Add what I want: I have class call SystemCodeTracking contains 2 attributes (id, entityName)

I will have list of object: (1, "table1"), (2, "table2"), (3, "table3"),(4, "table1"),(5, "table3")

I would like to groupBy entityName then sum the id , therefore, the result I would like to see is following

("table1" 1+4),("table3", 3+5),("table2", 2)

The code I am doing now is following

source
.groupBy(2000000, systemCodeTracking -> systemCodeTracking.getEntityName)
.map(systemCodeTracking -> new Pair<String, Integer>(systemCodeTracking.getEntityName, SystemCodeTracking.getId()))
.scan(....)

my question right now is more on how to build scan inital state should I do ?

scan(new Pair<>("", 0), (first, second) -> first.setId(first.getId() + second.getId()))

Solution

  • So what you want, if I understand everything well is:

    • first, group by id
    • then group by time window, and inside this time window, sum all the systemCodeTracking.getId()

    For the first part, you'll need groupBy.
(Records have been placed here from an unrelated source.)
//! ## Card Names
//! 
//! Handy constants for the memory cards that were actually manufactured.
//! Every official card uses the same page layout, larger third party cards
//! simply multiply the number of pages.

/// bytes of data in a page, not counting the spare area
pub const PAGE_SIZE: usize = 512;
pub const PAGES_PER_ERASE_BLOCK: usize = 16;
/// pages on a standard 8 MB card
pub const PAGES_PER_CARD: usize = 16384;
/// clusters are always this size, the pages per cluster follows from the page size
pub const CLUSTER_SIZE: usize = 1024;
/// span of data protected by one 3 byte ECC code
pub const ECC_CHUNK: usize = 128;
/// bytes of the spare area allotted to each ECC chunk (3 used, 1 padding)
pub const ECC_SPARE_PER_CHUNK: usize = 4;
/// multipliers of the standard page count, 8, 16, 32, and 64 MB
pub const SIZE_MULTIPLIERS: [usize;4] = [1,2,4,8];

pub const CARD_8M: usize = 1;
pub const CARD_16M: usize = 2;
pub const CARD_32M: usize = 4;
pub const CARD_64M: usize = 8;
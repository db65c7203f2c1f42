//! Leaderboard derivation and rendering.

use std::cmp::Ordering;

use crate::domain::worker::{WorkerId, WorkerRecord};

#[derive(Clone, Debug, PartialEq)]
pub struct RankingEntry {
    pub rank: usize,
    pub worker_id: WorkerId,
    pub total_minutes: f64,
}

/// Orders workers by accumulated total, highest first. Equal totals fall back
/// to worker id so the order is the same on every load.
pub fn rank(records: &[(WorkerId, WorkerRecord)]) -> Vec<RankingEntry> {
    let mut ordered: Vec<(&WorkerId, f64)> =
        records.iter().map(|(id, record)| (id, record.accumulated_minutes)).collect();
    ordered.sort_by(|(left_id, left), (right_id, right)| {
        right.total_cmp(left).then_with(|| left_id.cmp(right_id))
    });

    ordered
        .into_iter()
        .enumerate()
        .map(|(index, (worker_id, total_minutes))| RankingEntry {
            rank: index + 1,
            worker_id: worker_id.clone(),
            total_minutes,
        })
        .collect()
}

pub fn format_total(value: f64) -> String {
    format!("{value:.2}")
}

pub fn fallback_display_name(worker_id: &WorkerId) -> String {
    format!("Channel {worker_id}")
}

pub fn render_line(entry: &RankingEntry, display_name: &str, unit_label: &str) -> String {
    let total = format_total(entry.total_minutes);
    match unit_label.trim() {
        "" => format!("{}. {display_name} — {total}", entry.rank),
        unit => format!("{}. {display_name} — {total} {unit}", entry.rank),
    }
}

/// Renders one line per entry; `display_name` resolves labels, `None` falls
/// back to the synthetic channel label.
pub fn render_lines<F>(entries: &[RankingEntry], unit_label: &str, mut display_name: F) -> Vec<String>
where
    F: FnMut(&WorkerId) -> Option<String>,
{
    entries
        .iter()
        .map(|entry| {
            let name = display_name(&entry.worker_id)
                .unwrap_or_else(|| fallback_display_name(&entry.worker_id));
            render_line(entry, &name, unit_label)
        })
        .collect()
}

pub fn is_descending(entries: &[RankingEntry]) -> bool {
    entries.windows(2).all(|pair| {
        pair[0].total_minutes.total_cmp(&pair[1].total_minutes) != Ordering::Less
    })
}
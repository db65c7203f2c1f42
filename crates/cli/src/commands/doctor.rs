use punchclock_core::config::{AppConfig, LoadOptions};
use punchclock_core::ledger::{Ledger, LedgerStore};
use punchclock_db::JsonFileLedgerStore;
use secrecy::ExposeSecret;
use serde::Serialize;

#[derive(Clone, Copy, Debug, PartialEq, Eq, Serialize)]
#[serde(rename_all = "snake_case")]
enum CheckStatus {
    Pass,
    Fail,
    Skipped,
}

#[derive(Debug, Serialize)]
struct DoctorCheck {
    name: &'static str,
    status: CheckStatus,
    details: String,
}

#[derive(Debug, Serialize)]
struct DoctorReport {
    overall_status: CheckStatus,
    summary: String,
    checks: Vec<DoctorCheck>,
}

pub fn run(json_output: bool) -> String {
    let report = build_report();

    if json_output {
        return serde_json::to_string_pretty(&report).unwrap_or_else(|error| {
            format!(
                "{{\"overall_status\":\"fail\",\"summary\":\"doctor serialization failed\",\"error\":\"{}\"}}",
                escape_json(&error.to_string())
            )
        });
    }

    render_human(&report)
}

fn build_report() -> DoctorReport {
    let mut checks = Vec::new();

    match AppConfig::load(LoadOptions::default()) {
        Ok(config) => {
            checks.push(DoctorCheck {
                name: "config_validation",
                status: CheckStatus::Pass,
                details: format!(
                    "configuration loaded; {} worker channels registered, ranking in {}",
                    config.attendance.worker_channels.len(),
                    config.ranking.channel_id
                ),
            });
            checks.push(check_slack_tokens(&config));
            checks.push(check_ledger_readability(&config));
        }
        Err(error) => {
            checks.push(DoctorCheck {
                name: "config_validation",
                status: CheckStatus::Fail,
                details: error.to_string(),
            });
            for name in ["slack_token_readiness", "ledger_readability"] {
                checks.push(DoctorCheck {
                    name,
                    status: CheckStatus::Skipped,
                    details: "skipped because configuration did not load".to_string(),
                });
            }
        }
    }

    let all_pass = checks.iter().all(|check| check.status == CheckStatus::Pass);
    let overall_status = if all_pass { CheckStatus::Pass } else { CheckStatus::Fail };
    let summary = if all_pass {
        "doctor: all readiness checks passed".to_string()
    } else {
        "doctor: one or more readiness checks failed".to_string()
    };

    DoctorReport { overall_status, summary, checks }
}

fn check_slack_tokens(config: &AppConfig) -> DoctorCheck {
    let app_token = config.slack.app_token.expose_secret();
    let bot_token = config.slack.bot_token.expose_secret();

    if app_token == bot_token {
        return DoctorCheck {
            name: "slack_token_readiness",
            status: CheckStatus::Fail,
            details: "app token and bot token must be different credentials".to_string(),
        };
    }

    DoctorCheck {
        name: "slack_token_readiness",
        status: CheckStatus::Pass,
        details: "app token (xapp-) and bot token (xoxb-) are present and distinct".to_string(),
    }
}

fn check_ledger_readability(config: &AppConfig) -> DoctorCheck {
    let path = &config.attendance.ledger_path;
    if !path.exists() {
        return DoctorCheck {
            name: "ledger_readability",
            status: CheckStatus::Pass,
            details: format!(
                "`{}` not yet created; it is written on the first clock-in",
                path.display()
            ),
        };
    }

    let runtime = match tokio::runtime::Builder::new_current_thread().enable_all().build() {
        Ok(runtime) => runtime,
        Err(error) => {
            return DoctorCheck {
                name: "ledger_readability",
                status: CheckStatus::Fail,
                details: format!("failed to initialize async runtime: {error}"),
            };
        }
    };

    let store = JsonFileLedgerStore::new(path);
    match runtime.block_on(store.load()) {
        Ok(document) => {
            let ledger = Ledger::from_document(document);
            DoctorCheck {
                name: "ledger_readability",
                status: CheckStatus::Pass,
                details: format!(
                    "`{}` readable: {} workers, {} open sessions",
                    path.display(),
                    ledger.len(),
                    ledger.open_sessions()
                ),
            }
        }
        Err(error) => DoctorCheck {
            name: "ledger_readability",
            status: CheckStatus::Fail,
            details: error.to_string(),
        },
    }
}

fn render_human(report: &DoctorReport) -> String {
    let mut lines = Vec::new();
    lines.push(report.summary.clone());

    for check in &report.checks {
        let marker = match check.status {
            CheckStatus::Pass => "ok",
            CheckStatus::Fail => "fail",
            CheckStatus::Skipped => "skip",
        };
        lines.push(format!("- [{marker}] {}: {}", check.name, check.details));
    }

    lines.join("\n")
}

fn escape_json(value: &str) -> String {
    value.replace('\\', "\\\\").replace('"', "\\\"")
}
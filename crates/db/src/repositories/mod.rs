//! Ledger store implementations.
//!
//! The `LedgerStore` trait lives in `punchclock-core`; this crate supplies
//! the on-disk JSON document used in production and an in-memory store for
//! tests and dry runs.

pub mod json_file;
pub mod memory;

pub use json_file::JsonFileLedgerStore;
pub use memory::InMemoryLedgerStore;
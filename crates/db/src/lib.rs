pub mod repositories;

pub use repositories::{InMemoryLedgerStore, JsonFileLedgerStore};
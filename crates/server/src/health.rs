use std::sync::Arc;

use axum::{extract::State, http::StatusCode, routing::get, Json, Router};
use chrono::Utc;
use punchclock_core::ledger::LedgerStore;
use serde::Serialize;
use tracing::{error, info};

#[derive(Clone)]
pub struct HealthState {
    store: Arc<dyn LedgerStore>,
}

#[derive(Clone, Debug, PartialEq, Eq, Serialize)]
pub struct HealthCheck {
    pub status: &'static str,
    pub detail: String,
}

#[derive(Clone, Debug, PartialEq, Eq, Serialize)]
pub struct HealthResponse {
    pub status: &'static str,
    pub service: HealthCheck,
    pub ledger: HealthCheck,
    pub checked_at: String,
}

pub fn router(store: Arc<dyn LedgerStore>) -> Router {
    Router::new().route("/health", get(health)).with_state(HealthState { store })
}

pub async fn spawn(bind_address: &str, port: u16, store: Arc<dyn LedgerStore>) -> std::io::Result<()> {
    let address = format!("{bind_address}:{port}");
    let listener = tokio::net::TcpListener::bind(&address).await?;

    info!(
        event_name = "system.health.start",
        correlation_id = "bootstrap",
        bind_address = %address,
        "health endpoint started"
    );

    tokio::spawn(async move {
        if let Err(error) = axum::serve(listener, router(store)).await {
            error!(
                event_name = "system.health.error",
                correlation_id = "bootstrap",
                error = %error,
                "health endpoint server terminated unexpectedly"
            );
        }
    });

    Ok(())
}

pub async fn health(State(state): State<HealthState>) -> (StatusCode, Json<HealthResponse>) {
    let ledger = ledger_check(state.store.as_ref()).await;
    let ready = ledger.status == "ready";

    let payload = HealthResponse {
        status: if ready { "ready" } else { "degraded" },
        service: HealthCheck {
            status: "ready",
            detail: "punchclock-server runtime initialized".to_string(),
        },
        ledger,
        checked_at: Utc::now().to_rfc3339(),
    };

    let status_code = if ready { StatusCode::OK } else { StatusCode::SERVICE_UNAVAILABLE };
    (status_code, Json(payload))
}

async fn ledger_check(store: &dyn LedgerStore) -> HealthCheck {
    match store.load().await {
        Ok(document) => HealthCheck {
            status: "ready",
            detail: format!("{} readable ({} workers)", store.describe(), document.0.len()),
        },
        Err(error) => HealthCheck {
            status: "degraded",
            detail: format!("{} unreadable: {error}", store.describe()),
        },
    }
}
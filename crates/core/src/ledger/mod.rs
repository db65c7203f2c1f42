//! Attendance ledger: per-worker session state and running totals.
//!
//! [`Ledger`] is the pure state machine. [`AttendanceLedger`] wraps it with
//! a [`LedgerStore`] so every accepted mutation is on disk before it is
//! visible in memory.

use std::collections::BTreeMap;

use chrono::{DateTime, Utc};
use serde::{Deserialize, Serialize};

use crate::domain::worker::{WorkerId, WorkerRecord};
use crate::errors::ClockError;

pub mod service;
pub mod store;

pub use service::AttendanceLedger;
pub use store::{LedgerStore, StoreError};

const MILLIS_PER_MINUTE: f64 = 60_000.0;

/// Persisted shape of the ledger: worker id to record, written whole.
#[derive(Clone, Debug, Default, PartialEq, Serialize, Deserialize)]
#[serde(transparent)]
pub struct LedgerDocument(pub BTreeMap<WorkerId, WorkerRecord>);

#[derive(Clone, Debug, PartialEq)]
pub struct ClockIn {
    pub worker_id: WorkerId,
    pub clocked_in_at: DateTime<Utc>,
}

#[derive(Clone, Debug, PartialEq)]
pub struct ClockOut {
    pub worker_id: WorkerId,
    pub clocked_in_at: DateTime<Utc>,
    pub clocked_out_at: DateTime<Utc>,
    pub added_minutes: f64,
    pub total_minutes: f64,
}

#[derive(Clone, Debug, Default, PartialEq)]
pub struct Ledger {
    records: BTreeMap<WorkerId, WorkerRecord>,
}

impl Ledger {
    pub fn new() -> Self {
        Self::default()
    }

    pub fn from_document(document: LedgerDocument) -> Self {
        Self { records: document.0 }
    }

    pub fn to_document(&self) -> LedgerDocument {
        LedgerDocument(self.records.clone())
    }

    pub fn clock_in(
        &mut self,
        worker_id: &WorkerId,
        now: DateTime<Utc>,
    ) -> Result<ClockIn, ClockError> {
        if self.records.get(worker_id).is_some_and(WorkerRecord::is_clocked_in) {
            return Err(ClockError::AlreadyClockedIn { worker_id: worker_id.clone() });
        }

        let record = self.records.entry(worker_id.clone()).or_default();
        record.clock_in_timestamp = Some(now);
        Ok(ClockIn { worker_id: worker_id.clone(), clocked_in_at: now })
    }

    pub fn clock_out(
        &mut self,
        worker_id: &WorkerId,
        now: DateTime<Utc>,
    ) -> Result<ClockOut, ClockError> {
        let Some(record) = self.records.get_mut(worker_id) else {
            return Err(ClockError::NotClockedIn { worker_id: worker_id.clone() });
        };
        let Some(clocked_in_at) = record.clock_in_timestamp else {
            return Err(ClockError::NotClockedIn { worker_id: worker_id.clone() });
        };

        let added_minutes = elapsed_minutes(clocked_in_at, now);
        record.accumulated_minutes += added_minutes;
        record.clock_in_timestamp = None;

        Ok(ClockOut {
            worker_id: worker_id.clone(),
            clocked_in_at,
            clocked_out_at: now,
            added_minutes,
            total_minutes: record.accumulated_minutes,
        })
    }

    pub fn total(&self, worker_id: &WorkerId) -> f64 {
        self.records.get(worker_id).map(|record| record.accumulated_minutes).unwrap_or(0.0)
    }

    pub fn record(&self, worker_id: &WorkerId) -> Option<&WorkerRecord> {
        self.records.get(worker_id)
    }

    /// All records ordered by worker id.
    pub fn snapshot(&self) -> Vec<(WorkerId, WorkerRecord)> {
        self.records.iter().map(|(id, record)| (id.clone(), record.clone())).collect()
    }

    pub fn open_sessions(&self) -> usize {
        self.records.values().filter(|record| record.is_clocked_in()).count()
    }

    pub fn len(&self) -> usize {
        self.records.len()
    }

    pub fn is_empty(&self) -> bool {
        self.records.is_empty()
    }
}

/// Wall-clock minutes between two instants; negative spans count as zero.
pub fn elapsed_minutes(from: DateTime<Utc>, to: DateTime<Utc>) -> f64 {
    let millis = (to - from).num_milliseconds().max(0);
    millis as f64 / MILLIS_PER_MINUTE
}
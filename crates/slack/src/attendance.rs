use std::collections::HashSet;
use std::sync::Arc;

use async_trait::async_trait;
use chrono::Utc;
use punchclock_core::domain::worker::WorkerId;
use punchclock_core::errors::ApplicationError;
use punchclock_core::ledger::AttendanceLedger;
use punchclock_core::ranking::format_total;
use tracing::{info, warn};

use crate::actions::ClockAction;
use crate::blocks::{
    clock_in_message, clock_out_message, notice_message, total_message,
    unregistered_channel_message, MessageTemplate,
};
use crate::events::{BlockActionEvent, BlockActionService, EventContext, EventHandlerError};
use crate::ranking::RankingPublisher;

/// Turns clock panel button presses into ledger operations.
///
/// The channel a button lives in is the worker's identity.
pub struct AttendanceActionService {
    ledger: Arc<AttendanceLedger>,
    publisher: RankingPublisher,
    worker_channels: HashSet<String>,
    unit_label: String,
}

impl AttendanceActionService {
    pub fn new(
        ledger: Arc<AttendanceLedger>,
        publisher: RankingPublisher,
        worker_channels: impl IntoIterator<Item = String>,
        unit_label: impl Into<String>,
    ) -> Self {
        Self {
            ledger,
            publisher,
            worker_channels: worker_channels.into_iter().collect(),
            unit_label: unit_label.into(),
        }
    }

    async fn clock_in(
        &self,
        worker_id: &WorkerId,
        event: &BlockActionEvent,
    ) -> Result<MessageTemplate, ApplicationError> {
        let now = event.occurred_at().unwrap_or_else(Utc::now);
        let outcome = self.ledger.clock_in(worker_id, now).await?;
        info!(
            event_name = "attendance.clocked_in",
            worker_id = %outcome.worker_id,
            clocked_in_at = %outcome.clocked_in_at,
            "worker clocked in"
        );
        Ok(clock_in_message())
    }

    async fn clock_out(
        &self,
        worker_id: &WorkerId,
        event: &BlockActionEvent,
    ) -> Result<MessageTemplate, ApplicationError> {
        let now = event.occurred_at().unwrap_or_else(Utc::now);
        let outcome = self.ledger.clock_out(worker_id, now).await?;
        info!(
            event_name = "attendance.clocked_out",
            worker_id = %outcome.worker_id,
            added_minutes = outcome.added_minutes,
            total_minutes = outcome.total_minutes,
            "worker clocked out"
        );

        let snapshot = self.ledger.snapshot().await;
        if let Err(error) = self.publisher.publish(&snapshot).await {
            warn!(
                event_name = "ranking.publish_failed",
                channel_id = %self.publisher.channel_id(),
                error = %error,
                "ranking publish failed after clock-out"
            );
        }

        Ok(clock_out_message(&format_total(outcome.added_minutes), &self.unit_label))
    }

    async fn total(&self, worker_id: &WorkerId) -> MessageTemplate {
        let total = self.ledger.query_total(worker_id).await;
        total_message(&format_total(total), &self.unit_label)
    }
}

#[async_trait]
impl BlockActionService for AttendanceActionService {
    async fn handle_block_action(
        &self,
        event: &BlockActionEvent,
        ctx: &EventContext,
    ) -> Result<Option<MessageTemplate>, EventHandlerError> {
        let Some(action) = ClockAction::from_action_id(&event.action_id) else {
            return Ok(None);
        };

        if !self.worker_channels.contains(event.channel_id.trim()) {
            warn!(
                event_name = "attendance.unregistered_channel",
                correlation_id = %ctx.correlation_id,
                channel_id = %event.channel_id,
                action = action.label(),
                "clock action from a channel that is not a worker channel"
            );
            return Ok(Some(unregistered_channel_message()));
        }

        let worker_id = WorkerId::new(event.channel_id.trim());
        let result = match action {
            ClockAction::ClockIn => self.clock_in(&worker_id, event).await,
            ClockAction::ClockOut => self.clock_out(&worker_id, event).await,
            ClockAction::Total => Ok(self.total(&worker_id).await),
        };

        Ok(Some(result.unwrap_or_else(|error| {
            let error = error.into_interface(ctx.correlation_id.clone());
            info!(
                event_name = "attendance.action_rejected",
                correlation_id = %error.correlation_id(),
                worker_id = %worker_id,
                action = action.label(),
                error = %error,
                "clock action not applied"
            );
            notice_message(error.user_message())
        })))
    }
}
For the second part groupedWithin. However, they do not work the same: the first one will give you subflows, while the second one will give you a flow of lists.

    Therefore, we will have to handle them differently.

    First, let's write a reducer for your lists:

    private SystemCodeTracking reduceList(List<SystemCodeTracking> list) throws Exception {
        if (list.isEmpty()) {
            throw new Exception();
        } else {
            SystemCodeTracking building = list.get(0);
            building.setId(0L);
            list.forEach(next -> building.setId(building.getId() + next.getId()));
            return building;
        }
    }
    

    So for each element in the list, we increment the building.id to get the value we want when the whole list has been traversed.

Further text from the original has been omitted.